On October 22, 2012, FinCEN issued an advisory (FIN-2012-A010) on the risks associated with third-party payment processors and to provide additional guidance on identifying suspicious activities and filing SARs. The advisory highlights many of the same risks and concerns that were addressed by the FDIC in its January 2012 revised guidance on payment processor relationships (our post on the January 2012 revised guidance can be found here.).
Less than one month later, FinCEN and the FDIC assessed concurrent $15 million civil money penalties against First Bank of Delaware arising from alleged deficiencies in that bank’s anti-money laundering program relating to, among other things, third party payment processors. The bank separately settled with the U.S. Department of Justice on these same issues. (We will post separately on the details of the FinCEN/FDIC orders and DOJ settlement.)
Taken together, the advisory and the First Bank of Delaware orders indicate greatly increased regulatory focus on third party payment processors. This heightened scrutiny brings to mind the regulatory focus on money services businesses in the mid-2000s, when many banks concluded that it was safer to refuse to provide services to MSBs rather than to risk regulatory criticism. The industry seems to be facing the same question today with respect to providing services to third party payment processors. It seems clear that at a minimum, as the Advisory itself notes, financial institutions providing services to third party payment processors may need to update their anti-money laundering compliance programs.
FinCEN’s advisory explains that payment processors “present a risk to the payment system by making it vulnerable to money laundering, identity theft, fraud schemes, and illicit transactions.” While many payment processors provide legitimate payment transactions for reputable merchants, the risk profile of such entities “can vary significantly depending on the composition of their customer base.” FinCEN states that the risk profile is higher for entities processing consumer transactions for telemarketing and Internet merchants or creating and depositing remotely created checks (RCCs). The agency adds that these entities “tend to have relatively higher incidences of consumer fraud or potentially illegal activities.”

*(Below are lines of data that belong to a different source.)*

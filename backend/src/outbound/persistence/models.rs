//! Internal Diesel row structs for the sync tables.
//!
//! These types are implementation details of the persistence layer and never
//! leave it. Conversions into domain records live here so status columns are
//! parsed in one place.

use chrono::{DateTime, Utc};
use diesel::prelude::*;
use uuid::Uuid;

use crate::domain::sync::records::{
    ParseIssueSeverityError, ParseIssueStatusError, ParseJobStatusError,
};
use crate::domain::{
    ChemicalsUsed, ChemicalsUsedId, ClientId, Issue, IssueId, Job, JobId, OrgId, PlanId, Pool,
    PoolId, Reading, ReadingId, StaffId, VisitEntry, VisitId,
};

use super::schema::{chemicals_used, issues, jobs, pools, readings, visit_entries};

/// A stored status string that no domain variant matches.
#[derive(Debug, Clone, PartialEq, Eq, thiserror::Error)]
pub(crate) enum RowConversionError {
    #[error(transparent)]
    JobStatus(#[from] ParseJobStatusError),
    #[error(transparent)]
    IssueSeverity(#[from] ParseIssueSeverityError),
    #[error(transparent)]
    IssueStatus(#[from] ParseIssueStatusError),
}

#[derive(Debug, Clone, Queryable, Selectable)]
#[diesel(table_name = jobs)]
#[diesel(check_for_backend(diesel::pg::Pg))]
pub(crate) struct JobRow {
    pub id: Uuid,
    pub org_id: Uuid,
    pub assigned_carer_id: Option<Uuid>,
    pub pool_id: Option<Uuid>,
    pub plan_id: Option<Uuid>,
    pub window_start: DateTime<Utc>,
    pub window_end: DateTime<Utc>,
    pub status: String,
    pub notes: Option<String>,
    pub updated_at: DateTime<Utc>,
}

impl TryFrom<JobRow> for Job {
    type Error = RowConversionError;

    fn try_from(row: JobRow) -> Result<Self, Self::Error> {
        Ok(Self {
            id: JobId::from_uuid(row.id),
            org_id: OrgId::from_uuid(row.org_id),
            assigned_carer_id: row.assigned_carer_id.map(StaffId::from_uuid),
            pool_id: row.pool_id.map(PoolId::from_uuid),
            plan_id: row.plan_id.map(PlanId::from_uuid),
            window_start: row.window_start,
            window_end: row.window_end,
            status: row.status.parse()?,
            notes: row.notes,
            updated_at: row.updated_at,
        })
    }
}

#[derive(Debug, Clone, Queryable, Selectable)]
#[diesel(table_name = pools)]
#[diesel(check_for_backend(diesel::pg::Pg))]
pub(crate) struct PoolRow {
    pub id: Uuid,
    pub org_id: Uuid,
    pub client_id: Uuid,
    pub name: String,
    pub address: String,
    pub volume_l: Option<i32>,
    pub targets: serde_json::Value,
    pub updated_at: DateTime<Utc>,
}

impl From<PoolRow> for Pool {
    fn from(row: PoolRow) -> Self {
        Self {
            id: PoolId::from_uuid(row.id),
            org_id: OrgId::from_uuid(row.org_id),
            client_id: ClientId::from_uuid(row.client_id),
            name: row.name,
            address: row.address,
            volume_l: row.volume_l,
            targets: row.targets,
            updated_at: row.updated_at,
        }
    }
}

#[derive(Debug, Clone, Queryable, Selectable)]
#[diesel(table_name = visit_entries)]
#[diesel(check_for_backend(diesel::pg::Pg))]
pub(crate) struct VisitEntryRow {
    pub id: Uuid,
    pub org_id: Uuid,
    pub job_id: Uuid,
    pub started_at: Option<DateTime<Utc>>,
    pub completed_at: Option<DateTime<Utc>>,
    pub notes: Option<String>,
    pub updated_at: DateTime<Utc>,
}

impl From<VisitEntryRow> for VisitEntry {
    fn from(row: VisitEntryRow) -> Self {
        Self {
            id: VisitId::from_uuid(row.id),
            org_id: OrgId::from_uuid(row.org_id),
            job_id: JobId::from_uuid(row.job_id),
            started_at: row.started_at,
            completed_at: row.completed_at,
            notes: row.notes,
            updated_at: row.updated_at,
        }
    }
}

#[derive(Debug, Clone, Queryable, Selectable)]
#[diesel(table_name = readings)]
#[diesel(check_for_backend(diesel::pg::Pg))]
pub(crate) struct ReadingRow {
    pub id: Uuid,
    pub org_id: Uuid,
    pub visit_id: Uuid,
    pub ph: Option<f64>,
    pub free_chlorine: Option<f64>,
    pub total_chlorine: Option<f64>,
    pub alkalinity: Option<f64>,
    pub calcium_hardness: Option<f64>,
    pub cyanuric_acid: Option<f64>,
    pub salt: Option<f64>,
    pub temperature_c: Option<f64>,
    pub measured_at: DateTime<Utc>,
}

impl From<ReadingRow> for Reading {
    fn from(row: ReadingRow) -> Self {
        Self {
            id: ReadingId::from_uuid(row.id),
            org_id: OrgId::from_uuid(row.org_id),
            visit_id: VisitId::from_uuid(row.visit_id),
            ph: row.ph,
            free_chlorine: row.free_chlorine,
            total_chlorine: row.total_chlorine,
            alkalinity: row.alkalinity,
            calcium_hardness: row.calcium_hardness,
            cyanuric_acid: row.cyanuric_acid,
            salt: row.salt,
            temperature_c: row.temperature_c,
            measured_at: row.measured_at,
        }
    }
}

#[derive(Debug, Clone, Queryable, Selectable)]
#[diesel(table_name = chemicals_used)]
#[diesel(check_for_backend(diesel::pg::Pg))]
pub(crate) struct ChemicalsUsedRow {
    pub id: Uuid,
    pub org_id: Uuid,
    pub visit_id: Uuid,
    pub chemical: String,
    pub quantity: f64,
    pub unit: String,
    pub created_at: DateTime<Utc>,
}

impl From<ChemicalsUsedRow> for ChemicalsUsed {
    fn from(row: ChemicalsUsedRow) -> Self {
        Self {
            id: ChemicalsUsedId::from_uuid(row.id),
            org_id: OrgId::from_uuid(row.org_id),
            visit_id: VisitId::from_uuid(row.visit_id),
            chemical: row.chemical,
            quantity: row.quantity,
            unit: row.unit,
            created_at: row.created_at,
        }
    }
}

#[derive(Debug, Clone, Queryable, Selectable)]
#[diesel(table_name = issues)]
#[diesel(check_for_backend(diesel::pg::Pg))]
pub(crate) struct IssueRow {
    pub id: Uuid,
    pub org_id: Uuid,
    pub visit_id: Uuid,
    pub kind: String,
    pub severity: String,
    pub status: String,
    pub description: Option<String>,
    pub created_at: DateTime<Utc>,
}

impl TryFrom<IssueRow> for Issue {
    type Error = RowConversionError;

    fn try_from(row: IssueRow) -> Result<Self, Self::Error> {
        Ok(Self {
            id: IssueId::from_uuid(row.id),
            org_id: OrgId::from_uuid(row.org_id),
            visit_id: VisitId::from_uuid(row.visit_id),
            kind: row.kind,
            severity: row.severity.parse()?,
            status: row.status.parse()?,
            description: row.description,
            created_at: row.created_at,
        })
    }
}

Red flags. FinCEN provides a number of potential red flags that may indicate illicit use of payment processors, based in part on trends and indicators provided by federal, state and local law enforcement agencies through the Financial Fraud Enforcement Task Force’s Consumer Protection Working Group. These red flags include
- Fraud. A large number of consumer complaints about a payment processor and/or its merchant clients, as well as high numbers of chargebacks or returns, suggests that “the originating merchant may be engaged in unfair or deceptive practices or fraud, including using consumers’ account information to create unauthorized RCCs or ACH debits.”
- Accounts at multiple financial institutions and use of check consolidation accounts.
- Money laundering. Payment processors can be used to mask criminals’ illegal or suspicious transactions and to launder criminal proceeds, including the proceeds of consumer fraud. ACH credit transactions originating abroad also have been used to place illicit funds directly into domestic financial institutions.
- Enhanced risks. FinCEN states that there are potential risks associated with third-party entity relationships, particularly “foreign-located payment processors that process payments for telemarketers, online businesses, and other merchants;” therefore, these relationships may require careful due diligence and monitoring.
- Soliciting business. Some payment processors may solicit business relationships with distressed financial institutions that are in need of revenue and capital or commit to purchasing stock in such institutions, believing they may be more willing to engage in risky transactions. Targeted financial institutions are often “smaller community banks that lack the infrastructure to properly manage or control” a relationship with a high risk payment processor.
- Higher rate of returned debit items due to unauthorized transactions.
AML compliance programs. Due diligence. Through initial and ongoing due diligence, financial institutions should determine whether any external investigations or legal actions are pending against a payment processor, or its owners or operators. In addition, financial institutions should determine whether a payment processor has obtained all the necessary state licenses, registrations and approvals. We note that both the Federal Trade Commission and the Consumer Financial Protection Bureau maintain databases of publicly accessibly consumer complaint data, and make public their enforcement actions. Banks may want to consider reviewing such information, among other things, before providing significant services to any third party payment processor.
Suspicious activity reporting. FinCEN reminds financial institutions of their SAR filing obligations and requests that, when reporting suspicious activity related to payment processors, financial institutions check the appropriate box on the SAR form to indicate the type of suspicious activity involved as well as include the term “payment processor” in the SAR narrative and in the subject occupation portion of the SAR.
FinCEN’s advisory is available here.